(Beginning of RECORD EXCERPTS)

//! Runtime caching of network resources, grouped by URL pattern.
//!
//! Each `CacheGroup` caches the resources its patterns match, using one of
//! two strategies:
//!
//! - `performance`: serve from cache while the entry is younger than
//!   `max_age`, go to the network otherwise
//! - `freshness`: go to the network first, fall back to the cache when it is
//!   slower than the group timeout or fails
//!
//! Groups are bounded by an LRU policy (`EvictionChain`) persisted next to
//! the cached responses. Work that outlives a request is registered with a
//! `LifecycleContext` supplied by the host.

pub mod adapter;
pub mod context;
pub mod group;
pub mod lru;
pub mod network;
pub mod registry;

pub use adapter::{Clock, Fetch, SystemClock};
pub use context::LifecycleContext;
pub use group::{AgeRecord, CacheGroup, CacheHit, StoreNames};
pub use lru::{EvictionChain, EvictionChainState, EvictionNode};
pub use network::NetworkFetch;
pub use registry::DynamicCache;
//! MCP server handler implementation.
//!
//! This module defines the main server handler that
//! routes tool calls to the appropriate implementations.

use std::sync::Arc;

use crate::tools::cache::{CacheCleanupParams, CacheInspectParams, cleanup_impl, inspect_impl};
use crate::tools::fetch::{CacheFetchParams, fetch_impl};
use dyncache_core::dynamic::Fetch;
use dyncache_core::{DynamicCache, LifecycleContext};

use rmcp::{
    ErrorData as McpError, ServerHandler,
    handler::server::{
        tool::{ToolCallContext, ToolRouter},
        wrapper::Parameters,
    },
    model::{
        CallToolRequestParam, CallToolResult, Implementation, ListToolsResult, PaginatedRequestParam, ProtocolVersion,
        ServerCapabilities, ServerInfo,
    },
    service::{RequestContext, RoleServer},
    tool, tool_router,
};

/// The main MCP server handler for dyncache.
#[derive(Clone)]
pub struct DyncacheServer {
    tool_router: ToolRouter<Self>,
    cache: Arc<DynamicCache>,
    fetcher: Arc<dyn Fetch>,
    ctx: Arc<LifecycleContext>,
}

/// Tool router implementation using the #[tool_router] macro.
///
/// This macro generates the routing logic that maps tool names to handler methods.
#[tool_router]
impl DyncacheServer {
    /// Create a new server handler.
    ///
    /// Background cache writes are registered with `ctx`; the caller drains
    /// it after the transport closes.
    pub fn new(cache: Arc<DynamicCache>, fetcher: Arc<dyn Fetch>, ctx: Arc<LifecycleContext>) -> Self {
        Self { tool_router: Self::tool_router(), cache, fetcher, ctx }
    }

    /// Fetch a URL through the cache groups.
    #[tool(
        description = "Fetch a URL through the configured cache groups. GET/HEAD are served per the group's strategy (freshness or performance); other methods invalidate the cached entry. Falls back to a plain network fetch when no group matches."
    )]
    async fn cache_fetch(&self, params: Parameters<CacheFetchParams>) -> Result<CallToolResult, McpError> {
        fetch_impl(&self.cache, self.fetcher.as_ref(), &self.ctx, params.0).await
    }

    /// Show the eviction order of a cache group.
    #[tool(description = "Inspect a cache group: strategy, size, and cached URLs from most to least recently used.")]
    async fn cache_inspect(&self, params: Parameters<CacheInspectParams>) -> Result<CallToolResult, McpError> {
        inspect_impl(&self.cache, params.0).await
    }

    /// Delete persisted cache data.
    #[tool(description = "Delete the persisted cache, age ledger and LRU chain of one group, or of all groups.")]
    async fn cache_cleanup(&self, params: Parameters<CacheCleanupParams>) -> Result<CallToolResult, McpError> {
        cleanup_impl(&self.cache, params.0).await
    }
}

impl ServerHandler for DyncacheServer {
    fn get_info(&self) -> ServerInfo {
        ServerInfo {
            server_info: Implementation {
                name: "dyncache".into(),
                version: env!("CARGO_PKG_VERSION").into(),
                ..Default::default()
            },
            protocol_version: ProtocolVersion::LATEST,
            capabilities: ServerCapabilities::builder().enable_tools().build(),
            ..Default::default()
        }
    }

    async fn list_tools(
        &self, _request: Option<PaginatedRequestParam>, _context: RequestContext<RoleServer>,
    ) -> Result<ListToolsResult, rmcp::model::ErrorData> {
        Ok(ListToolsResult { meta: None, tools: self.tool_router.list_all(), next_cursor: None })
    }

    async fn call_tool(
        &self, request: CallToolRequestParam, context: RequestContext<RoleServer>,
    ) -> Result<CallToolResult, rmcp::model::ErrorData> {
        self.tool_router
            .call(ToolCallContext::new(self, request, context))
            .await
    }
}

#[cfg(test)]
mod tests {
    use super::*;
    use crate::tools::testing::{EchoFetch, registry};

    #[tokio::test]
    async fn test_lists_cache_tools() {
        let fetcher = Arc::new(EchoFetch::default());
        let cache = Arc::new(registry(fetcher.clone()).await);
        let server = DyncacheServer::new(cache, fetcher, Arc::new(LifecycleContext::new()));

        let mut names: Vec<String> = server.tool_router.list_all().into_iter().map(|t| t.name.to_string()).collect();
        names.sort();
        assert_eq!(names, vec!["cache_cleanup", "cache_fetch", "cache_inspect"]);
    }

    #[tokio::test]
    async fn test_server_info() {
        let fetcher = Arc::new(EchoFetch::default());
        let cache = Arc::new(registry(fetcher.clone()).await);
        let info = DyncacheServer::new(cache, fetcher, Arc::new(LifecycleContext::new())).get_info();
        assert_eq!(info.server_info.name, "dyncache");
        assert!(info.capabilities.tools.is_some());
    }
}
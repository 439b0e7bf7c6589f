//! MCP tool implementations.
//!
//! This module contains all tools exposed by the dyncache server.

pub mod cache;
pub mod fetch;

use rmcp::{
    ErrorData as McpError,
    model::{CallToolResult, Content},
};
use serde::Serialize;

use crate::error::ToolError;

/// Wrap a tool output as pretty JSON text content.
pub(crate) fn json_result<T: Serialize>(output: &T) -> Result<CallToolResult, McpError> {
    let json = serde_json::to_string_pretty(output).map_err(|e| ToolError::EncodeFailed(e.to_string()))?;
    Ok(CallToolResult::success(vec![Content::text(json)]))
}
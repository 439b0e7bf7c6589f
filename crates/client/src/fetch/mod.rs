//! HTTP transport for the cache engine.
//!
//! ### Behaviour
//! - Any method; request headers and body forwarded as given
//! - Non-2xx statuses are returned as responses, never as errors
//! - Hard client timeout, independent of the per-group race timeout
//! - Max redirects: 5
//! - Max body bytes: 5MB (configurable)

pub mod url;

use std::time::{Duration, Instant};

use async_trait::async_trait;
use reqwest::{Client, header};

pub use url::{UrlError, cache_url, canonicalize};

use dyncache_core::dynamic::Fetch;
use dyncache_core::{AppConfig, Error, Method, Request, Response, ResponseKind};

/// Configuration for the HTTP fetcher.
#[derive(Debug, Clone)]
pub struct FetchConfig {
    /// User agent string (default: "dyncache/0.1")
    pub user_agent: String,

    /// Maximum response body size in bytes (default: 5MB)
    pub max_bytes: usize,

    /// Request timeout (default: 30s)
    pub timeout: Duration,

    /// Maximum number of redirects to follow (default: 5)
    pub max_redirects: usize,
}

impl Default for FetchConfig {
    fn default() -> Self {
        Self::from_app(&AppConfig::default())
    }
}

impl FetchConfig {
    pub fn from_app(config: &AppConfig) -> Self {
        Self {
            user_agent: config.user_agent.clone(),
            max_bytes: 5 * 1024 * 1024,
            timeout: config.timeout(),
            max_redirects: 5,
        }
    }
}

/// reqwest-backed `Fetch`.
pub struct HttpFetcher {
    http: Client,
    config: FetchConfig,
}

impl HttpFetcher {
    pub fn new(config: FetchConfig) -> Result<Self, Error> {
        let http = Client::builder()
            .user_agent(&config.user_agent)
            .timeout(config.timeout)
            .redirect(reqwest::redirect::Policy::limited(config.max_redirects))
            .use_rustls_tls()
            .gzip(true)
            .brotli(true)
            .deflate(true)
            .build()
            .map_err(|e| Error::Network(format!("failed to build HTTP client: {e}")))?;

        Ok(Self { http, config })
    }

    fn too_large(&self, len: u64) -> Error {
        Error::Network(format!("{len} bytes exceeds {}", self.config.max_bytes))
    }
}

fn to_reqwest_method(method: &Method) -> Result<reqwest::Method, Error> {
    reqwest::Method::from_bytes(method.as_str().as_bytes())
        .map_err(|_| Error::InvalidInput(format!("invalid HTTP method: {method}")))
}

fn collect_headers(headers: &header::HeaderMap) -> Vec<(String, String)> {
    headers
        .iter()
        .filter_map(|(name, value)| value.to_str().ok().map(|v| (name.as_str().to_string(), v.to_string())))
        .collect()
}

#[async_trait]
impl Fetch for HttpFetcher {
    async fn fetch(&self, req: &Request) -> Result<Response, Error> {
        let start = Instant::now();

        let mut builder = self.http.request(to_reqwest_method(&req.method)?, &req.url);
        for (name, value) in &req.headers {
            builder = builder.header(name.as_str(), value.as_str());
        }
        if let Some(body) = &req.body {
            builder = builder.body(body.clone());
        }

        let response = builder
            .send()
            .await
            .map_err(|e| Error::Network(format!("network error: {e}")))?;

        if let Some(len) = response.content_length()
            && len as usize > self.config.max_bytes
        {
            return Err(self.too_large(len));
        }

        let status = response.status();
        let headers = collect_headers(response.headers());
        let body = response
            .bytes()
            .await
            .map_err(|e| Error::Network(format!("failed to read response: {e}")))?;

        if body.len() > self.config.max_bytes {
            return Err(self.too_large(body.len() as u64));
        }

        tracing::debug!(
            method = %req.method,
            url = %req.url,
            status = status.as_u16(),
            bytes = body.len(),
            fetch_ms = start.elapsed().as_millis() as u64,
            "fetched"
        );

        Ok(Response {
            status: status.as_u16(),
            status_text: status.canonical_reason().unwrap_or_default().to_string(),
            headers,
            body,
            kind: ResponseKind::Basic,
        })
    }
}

(End of RECORD EXCERPTS)
(Beginning of RECORD EXCERPTS)

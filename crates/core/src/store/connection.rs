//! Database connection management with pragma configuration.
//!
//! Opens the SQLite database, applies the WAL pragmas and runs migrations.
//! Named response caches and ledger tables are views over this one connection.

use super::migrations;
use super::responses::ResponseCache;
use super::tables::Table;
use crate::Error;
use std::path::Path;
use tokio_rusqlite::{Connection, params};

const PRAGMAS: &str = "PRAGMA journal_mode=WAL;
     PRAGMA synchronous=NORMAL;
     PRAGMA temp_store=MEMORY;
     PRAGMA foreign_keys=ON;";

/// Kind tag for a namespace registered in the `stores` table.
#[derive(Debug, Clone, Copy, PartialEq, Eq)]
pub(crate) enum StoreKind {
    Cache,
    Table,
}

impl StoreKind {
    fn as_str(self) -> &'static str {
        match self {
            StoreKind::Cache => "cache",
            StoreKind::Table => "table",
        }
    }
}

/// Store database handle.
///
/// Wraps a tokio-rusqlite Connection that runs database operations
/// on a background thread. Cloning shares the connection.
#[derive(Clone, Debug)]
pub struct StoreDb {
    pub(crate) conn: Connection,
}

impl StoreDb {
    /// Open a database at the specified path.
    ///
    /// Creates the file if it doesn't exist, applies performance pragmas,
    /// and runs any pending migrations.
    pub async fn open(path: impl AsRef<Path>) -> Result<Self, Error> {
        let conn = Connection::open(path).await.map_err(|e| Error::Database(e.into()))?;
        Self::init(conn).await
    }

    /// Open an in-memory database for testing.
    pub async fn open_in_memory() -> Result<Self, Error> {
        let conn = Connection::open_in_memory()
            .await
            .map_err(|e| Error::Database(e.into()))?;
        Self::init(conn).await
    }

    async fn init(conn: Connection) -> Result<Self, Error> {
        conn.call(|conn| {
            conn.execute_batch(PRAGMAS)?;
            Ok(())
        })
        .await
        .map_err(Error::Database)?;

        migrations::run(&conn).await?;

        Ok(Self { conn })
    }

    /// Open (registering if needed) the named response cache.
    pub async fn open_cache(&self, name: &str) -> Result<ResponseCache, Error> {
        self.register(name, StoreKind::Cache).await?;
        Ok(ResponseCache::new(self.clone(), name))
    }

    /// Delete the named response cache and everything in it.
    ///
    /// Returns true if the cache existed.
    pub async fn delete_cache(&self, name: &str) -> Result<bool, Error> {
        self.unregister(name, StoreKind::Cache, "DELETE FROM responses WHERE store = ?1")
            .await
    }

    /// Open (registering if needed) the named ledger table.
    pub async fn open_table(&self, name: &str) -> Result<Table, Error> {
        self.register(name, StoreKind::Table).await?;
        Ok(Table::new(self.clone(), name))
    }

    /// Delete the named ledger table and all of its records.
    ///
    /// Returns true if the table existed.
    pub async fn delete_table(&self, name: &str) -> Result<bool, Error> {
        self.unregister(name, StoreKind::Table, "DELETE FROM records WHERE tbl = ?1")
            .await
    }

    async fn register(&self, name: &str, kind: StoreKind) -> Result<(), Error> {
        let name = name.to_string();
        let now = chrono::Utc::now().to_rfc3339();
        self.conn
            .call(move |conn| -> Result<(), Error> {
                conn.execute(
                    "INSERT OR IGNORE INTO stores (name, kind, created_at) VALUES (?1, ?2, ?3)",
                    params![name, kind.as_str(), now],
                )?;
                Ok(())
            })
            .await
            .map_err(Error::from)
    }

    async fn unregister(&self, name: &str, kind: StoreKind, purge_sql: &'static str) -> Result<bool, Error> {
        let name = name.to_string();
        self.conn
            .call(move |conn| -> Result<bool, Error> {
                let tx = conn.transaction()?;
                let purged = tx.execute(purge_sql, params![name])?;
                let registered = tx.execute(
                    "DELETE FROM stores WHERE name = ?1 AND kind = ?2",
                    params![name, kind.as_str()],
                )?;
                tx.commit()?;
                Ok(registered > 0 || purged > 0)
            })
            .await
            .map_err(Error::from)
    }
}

(End of RECORD EXCERPTS)

● **YOUR TASK**: Find each line in the records holding the string "CallToolResult" and show it.

● **RESULT OF THIS EXERCISE**:
        CallToolRequestParam, CallToolResult, Implementation, ListToolsResult, PaginatedRequestParam, ProtocolVersion,
    async fn cache_fetch(&self, params: Parameters<CacheFetchParams>) -> Result<CallToolResult, McpError> {
    async fn cache_inspect(&self, params: Parameters<CacheInspectParams>) -> Result<CallToolResult, McpError> {
    async fn cache_cleanup(&self, params: Parameters<CacheCleanupParams>) -> Result<CallToolResult, McpError> {
    ) -> Result<CallToolResult, rmcp::model::ErrorData> {
    model::{CallToolResult, Content},
pub(crate) fn json_result<T: Serialize>(output: &T) -> Result<CallToolResult, McpError> {
    Ok(CallToolResult::success(vec![Content::text(json)]))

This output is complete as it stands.